Stéphane rajusta sa veste et frappa deux petits coups à la porte. Les quelques secondes qui furent nécessaires à l’ouvrir lui indiquèrent qu’il était attendu avec impatience ce qui alluma un grand sourire sur son visage. L’homme eut à peine le temps de savourer l’accélération des battements de son cœur que provoquait le regard vert d’Aurélia qu’un petit bout de choux aussi brun que sa mère se précipita vers lui.
- Steph !
- Bonjour Loïc ! le salua l’adulte en soulevant l’enfant dans ses bras. Dis donc tu as grandi toi !
- T’es bête ! Mais Tata elle a dit la même chose quand elle est arrivée…elle m’a ramené un beau camion, tu veux voir ?
- Tata ? demanda Stéphane qui ne connaissait encore personne de la famille d’Aurélia.
- C’est moi, répondit une femme blonde qui venait de sortir du salon. Enchantée de faire votre connaissance Stéphane. Je suis Martha, se présenta-t-elle en tendant une main que l’homme serra après avoir posé Loïc par terre qui vint réclamer un câlin à sa mère.
- De même.
- Je peux vous laisser cinq minutes pour aller jusqu’au restaurant mexicain ? suggéra Aurélia en regardant son fils courir vers le salon. La purée de Loïc est prête, ce qu’on va manger est trop épicé pour lui, il suffit de le servir donc si vous voulez bien vous en charger.
- Qu’est ce qui se passe si on dit non ? la taquina sa sœur.
- Je n’irais pas chercher ce que j’ai réservé au restaurant, tu mourras de faim, mais mon fils aura le ventre plein, indiqua la brune avec un grand sourire sadique.
- Alors file ! lui ordonna Martha en se dirigeant vers la cuisine alors que Stéphane allait déjà chercher l’enfant dans la chambre pour l’installer dans la salle à manger. Alors que le bambin montait sur la chaise sous le regard attentif de l’homme, un petit cri provenant de la cuisine les fit sursauter. Sans réfléchir, l’adulte pris le petit et le posa par terre avant d’aller à la cuisine où il trouva la sœur d’Aurélia se passant un doigt sous l’eau.
- Je me suis brulée avec la plaque chauffante, expliqua-t-elle en refermant le robinet. Rien de bien méchant. Allons apporter ça au petit monstre, reprit la jeune femme en se saisissant de l’assiette de purée. Passant devant le petit ami de sa sœur, elle fut la première à voir la bêtise de son neveu :
- Loïc, on ne se met pas debout sur les chaises, assieds toi, s’il te plait ! Si tu tombes tu vas te faire mal.
- Je vais pas tomber ! répliqua l’enfant fier de son escalade.

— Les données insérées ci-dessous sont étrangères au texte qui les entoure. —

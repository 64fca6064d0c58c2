//! Game state and core simulation types
//!
//! The session owns every live entity. Phase handlers in `tick` borrow it
//! mutably for one frame and keep nothing between frames.

use std::collections::VecDeque;
use std::f32::consts::PI;

use glam::Vec2;
use rand::SeedableRng;
use rand_pcg::Pcg32;
use serde::{Deserialize, Serialize};

use super::collision::Aabb;
use super::level::{Badge, LEVEL_COUNT};
use super::particles::{EffectKind, ParticleEffect};
use crate::platform::KeyState;
use crate::settings::DEFAULT_VOLUME;
use crate::tuning::Tuning;
use crate::ui::Widgets;
use crate::{clamp_to_arena, polar_to_cartesian, wrap_degrees};

/// Current phase of the session
#[derive(Debug, Clone, Copy, PartialEq, Eq, Hash, Serialize, Deserialize)]
pub enum GamePhase {
    /// Title screen with start/quit buttons and the volume slider
    Menu,
    /// Intro starburst playing; advances to `Playing` once it expires
    Starting,
    /// Active gameplay
    Playing,
    /// All targets of the level destroyed
    LevelComplete,
    /// Tank hit a target or ran out of bullets
    GameOver,
}

impl GamePhase {
    /// Transition table. Self-transitions are never valid.
    pub fn can_transition_to(self, next: GamePhase) -> bool {
        use GamePhase::*;
        match self {
            Menu => matches!(next, Starting),
            Starting => matches!(next, Playing),
            Playing => matches!(next, LevelComplete | GameOver),
            // Next level seeds directly into Playing
            LevelComplete => matches!(next, Starting | Playing | Menu),
            GameOver => matches!(next, Starting | Menu),
        }
    }

    pub fn as_str(self) -> &'static str {
        match self {
            GamePhase::Menu => "menu",
            GamePhase::Starting => "starting",
            GamePhase::Playing => "playing",
            GamePhase::LevelComplete => "end",
            GamePhase::GameOver => "game_over",
        }
    }
}

/// Why a level was lost
#[derive(Debug, Clone, Copy, PartialEq, Eq, Serialize, Deserialize)]
pub enum GameOverReason {
    /// Tank drove into a target
    TankHit,
    /// No bullets left, none in flight, targets remain
    OutOfAmmo,
}

/// Side effects of a frame, drained by the host (audio, telemetry)
#[derive(Debug, Clone, PartialEq)]
pub enum GameEvent {
    PhaseChanged {
        from: GamePhase,
        to: GamePhase,
    },
    /// A bullet left the turret
    Fired { pos: Vec2, angle: f32 },
    /// A collision produced an impact burst
    Impact { pos: Vec2 },
    LevelCleared { level: u32 },
    GameOver { reason: GameOverReason },
    /// Menu slider moved; applies to all cues and music
    VolumeChanged(f32),
}

/// The player's tank
#[derive(Debug, Clone)]
pub struct Vehicle {
    pub pos: Vec2,
    /// Body heading in degrees, [0, 360)
    pub heading: f32,
    /// Linear speed (pixels per frame, negative when reversing)
    pub speed: f32,
    /// Turn rate (degrees per frame)
    pub angular_speed: f32,
    /// Recent positions, oldest first (rendering only)
    pub trail: VecDeque<Vec2>,
    /// Turret aim in radians, recomputed from the pointer every frame
    pub turret_angle: f32,
}

impl Vehicle {
    pub fn new(pos: Vec2) -> Self {
        Self {
            pos,
            heading: 0.0,
            speed: 0.0,
            angular_speed: 0.0,
            trail: VecDeque::new(),
            turret_angle: 0.0,
        }
    }

    /// Set speed and turn rate from held keys. No acceleration ramp.
    pub fn steer(&mut self, keys: &KeyState, tuning: &Tuning) {
        self.speed = if keys.forward {
            tuning.tank_speed
        } else if keys.back {
            -tuning.tank_speed * tuning.reverse_factor
        } else {
            0.0
        };

        self.angular_speed = if keys.left {
            tuning.turn_rate
        } else if keys.right {
            -tuning.turn_rate
        } else {
            0.0
        };
    }

    /// Integrate one frame of movement, record the trail and aim the turret
    pub fn update(&mut self, keys: &KeyState, pointer: Vec2, tuning: &Tuning) {
        self.steer(keys, tuning);

        self.heading = wrap_degrees(self.heading + self.angular_speed);
        let rad = self.heading.to_radians();
        // Screen space: y grows downward, so the sine term is subtracted
        self.pos.x += rad.cos() * self.speed;
        self.pos.y -= rad.sin() * self.speed;
        self.pos = clamp_to_arena(self.pos, tuning.arena());

        self.record_trail(tuning.trail_length);
        self.aim_at(pointer);
    }

    /// Append the current position, evicting the oldest beyond `capacity`
    pub fn record_trail(&mut self, capacity: usize) {
        self.trail.push_back(self.pos);
        while self.trail.len() > capacity {
            self.trail.pop_front();
        }
    }

    /// Snap the turret toward the pointer
    pub fn aim_at(&mut self, pointer: Vec2) {
        let delta = pointer - self.pos;
        if delta.is_finite() {
            self.turret_angle = delta.y.atan2(delta.x);
        }
    }

    /// Push the tank back opposite the turret and re-clamp
    pub fn apply_recoil(&mut self, tuning: &Tuning) {
        self.pos += polar_to_cartesian(tuning.recoil, self.turret_angle + PI);
        self.pos = clamp_to_arena(self.pos, tuning.arena());
    }

    /// Bounding box of the rotated body sprite
    pub fn bounds(&self, tuning: &Tuning) -> Aabb {
        Aabb::rotated(self.pos, Vec2::splat(tuning.tank_body_size), self.heading)
    }
}

/// A bullet in flight
#[derive(Debug, Clone, PartialEq)]
pub struct Projectile {
    pub pos: Vec2,
    /// Per-frame displacement
    pub vel: Vec2,
    /// Clock time at firing (seconds)
    pub created_at: f64,
    /// Facing in degrees (rendering only)
    pub angle: f32,
}

impl Projectile {
    /// Fire from `origin` along `aim` (radians)
    pub fn fire(origin: Vec2, aim: f32, speed: f32, now: f64) -> Self {
        Self {
            pos: origin,
            vel: polar_to_cartesian(speed, aim),
            created_at: now,
            angle: aim.to_degrees(),
        }
    }

    pub fn advance(&mut self) {
        self.pos += self.vel;
    }

    pub fn age(&self, now: f64) -> f64 {
        now - self.created_at
    }

    /// Inside the arena (edges included) and younger than the lifetime
    pub fn is_live(&self, now: f64, tuning: &Tuning) -> bool {
        let in_x = (0.0..=tuning.arena_width).contains(&self.pos.x);
        let in_y = (0.0..=tuning.arena_height).contains(&self.pos.y);
        in_x && in_y && self.age(now) < tuning.bullet_lifetime
    }

    pub fn bounds(&self, tuning: &Tuning) -> Aabb {
        Aabb::centered(self.pos, Vec2::splat(tuning.bullet_size))
    }
}

/// A roaming target
#[derive(Debug, Clone, PartialEq)]
pub struct Target {
    pub pos: Vec2,
    /// Per-frame displacement; components flip on edge contact
    pub vel: Vec2,
    pub badge: Badge,
}

impl Target {
    /// Target moving at `speed` along `direction` (radians)
    pub fn new(pos: Vec2, direction: f32, speed: f32, badge: Badge) -> Self {
        Self {
            pos,
            vel: polar_to_cartesian(speed, direction),
            badge,
        }
    }

    /// Move one frame, reflect off crossed edges, then clamp
    pub fn advance(&mut self, arena: Vec2) {
        self.pos += self.vel;

        if self.pos.x < 0.0 || self.pos.x > arena.x {
            self.vel.x = -self.vel.x;
        }
        if self.pos.y < 0.0 || self.pos.y > arena.y {
            self.vel.y = -self.vel.y;
        }

        self.pos = clamp_to_arena(self.pos, arena);
    }

    pub fn bounds(&self, tuning: &Tuning) -> Aabb {
        Aabb::centered(self.pos, Vec2::splat(tuning.target_size))
    }
}

/// Cursor into the host's background video frames
#[derive(Debug, Clone, PartialEq)]
pub struct BackgroundCursor {
    /// Number of frames the host loaded (0 = gradient fallback)
    pub frame_count: usize,
    pub index: usize,
    pub last_advance: f64,
}

impl BackgroundCursor {
    pub fn new(frame_count: usize, now: f64) -> Self {
        Self {
            frame_count,
            index: 0,
            last_advance: now,
        }
    }

    /// Step to the next frame once a video frame period has passed
    pub fn advance(&mut self, now: f64, video_fps: f32) -> bool {
        if self.frame_count == 0 {
            return false;
        }
        if now - self.last_advance >= 1.0 / f64::from(video_fps) {
            self.index = (self.index + 1) % self.frame_count;
            self.last_advance = now;
            return true;
        }
        false
    }

    pub fn reset(&mut self, now: f64) {
        self.index = 0;
        self.last_advance = now;
    }
}

/// Complete session state
#[derive(Debug, Clone)]
pub struct GameState {
    pub tuning: Tuning,
    pub phase: GamePhase,
    /// Current level (1-based)
    pub level: u32,
    /// Bullets left to fire
    pub ammo: u32,
    pub vehicle: Vehicle,
    pub projectiles: Vec<Projectile>,
    pub targets: Vec<Target>,
    /// Starbursts and impact bursts
    pub effects: Vec<ParticleEffect>,
    pub background: BackgroundCursor,
    pub widgets: Widgets,
    /// Events produced by the last frame (cleared at the start of each frame)
    pub events: Vec<GameEvent>,
    /// Seeded from the constructor; drives target placement and particle spread
    pub(crate) rng: Pcg32,
}

impl GameState {
    /// Fresh session in the menu
    pub fn new(tuning: Tuning, seed: u64, now: f64) -> Self {
        let tuning = tuning.sanitized();
        Self {
            phase: GamePhase::Menu,
            level: 1,
            ammo: 0,
            vehicle: Vehicle::new(tuning.arena_center()),
            projectiles: Vec::new(),
            targets: Vec::new(),
            effects: Vec::new(),
            background: BackgroundCursor::new(0, now),
            widgets: Widgets::layout(tuning.arena(), DEFAULT_VOLUME),
            events: Vec::new(),
            rng: Pcg32::seed_from_u64(seed),
            tuning,
        }
    }

    /// Attach the number of background frames the host loaded
    pub fn with_background_frames(mut self, frame_count: usize) -> Self {
        self.background.frame_count = frame_count;
        self
    }

    /// Move to `next` if the transition table allows it
    pub fn set_phase(&mut self, next: GamePhase) -> bool {
        let from = self.phase;
        if !from.can_transition_to(next) {
            log::warn!(
                "Ignoring invalid phase transition {} -> {}",
                from.as_str(),
                next.as_str()
            );
            return false;
        }
        log::info!(
            "Phase {} -> {} (level {})",
            from.as_str(),
            next.as_str(),
            self.level
        );
        self.phase = next;
        self.events.push(GameEvent::PhaseChanged { from, to: next });
        true
    }

    /// Replace any running starburst with `banner`, keeping impact bursts
    pub fn show_banner(&mut self, banner: ParticleEffect) {
        self.effects.retain(|e| e.kind != EffectKind::Starburst);
        self.effects.push(banner);
    }

    /// The starburst currently shown, if any
    pub fn banner(&self) -> Option<&ParticleEffect> {
        self.effects
            .iter()
            .find(|e| e.kind == EffectKind::Starburst)
    }

    pub fn has_starbursts(&self) -> bool {
        self.banner().is_some()
    }

    pub fn impact_count(&self) -> usize {
        self.effects
            .iter()
            .filter(|e| e.kind == EffectKind::Impact)
            .count()
    }

    pub fn is_final_level(&self) -> bool {
        self.level >= LEVEL_COUNT
    }

    /// Spawn an impact burst at `pos` and publish it
    pub fn spawn_impact(&mut self, pos: Vec2, now: f64) {
        let effect = ParticleEffect::impact(&mut self.rng, pos, now);
        self.effects.push(effect);
        self.events.push(GameEvent::Impact { pos });
    }
}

- On ne répond pas comme ça à sa Tata quand on est un bon garçon, dit calmement Stéphane. En plus tu sais qu’elle a raison, donc tu descends.
Sans un mot, l’enfant s’assit sur la chaise avant de tenter de sauter par terre mais un de ses pieds vint butter sur un des coins du tapis et il s’étala par terre avec un cri. Les pleurs suivirent et Martha se précipita pour le prendre dans ses bras, vérifiant en même temps qu’elle le consolait s’il n’avait rien de casser.
- Plus de peur que de mal, rassura-t-elle Stéphane qui s’était rapproché. Les pleurs de l’enfant se transformèrent en longs sanglots.
Pour le consoler, l’homme vint poser sa main sur la tête du petit garçon et s’accroupit auprès de lui, toujours dans les bras de sa tante.
- Allez, ce n’est pas grave, murmura-t-il à l’enfant. En plus, tu ne voulais pas me montrer ton camion ?
- Si… répondit Loïc en retenant un sanglot et en essuyant ses larmes avec sa manche.
Devant le regard stupéfait de Martha, l’enfant se libéra de son étreinte et prenant la main de l’amoureux de sa mère pour le trainer jusqu’à sa chambre. La femme les regarda jouer, les larmes ayant disparue des joues de son neveu. Elle était impressionné par ce que Stéphane avait réussi à obtenir de Loïc : de la confiance et surtout de l’amour.
Quand Aurélia revint, elle était accompagnée par son beau-frère et sa nièce qu’elle avait rencontré en bas de l’immeuble. La petite courut dans les bras de sa mère adossée à la chambranle de la porte regardant Loïc et Stéphane jouer dans la chambre.
- Beau-frère accepté, murmura Martha à sa sœur quand celle-ci passa près d’elle pour aller jouer avec son fils et l’homme qu’elle aimait.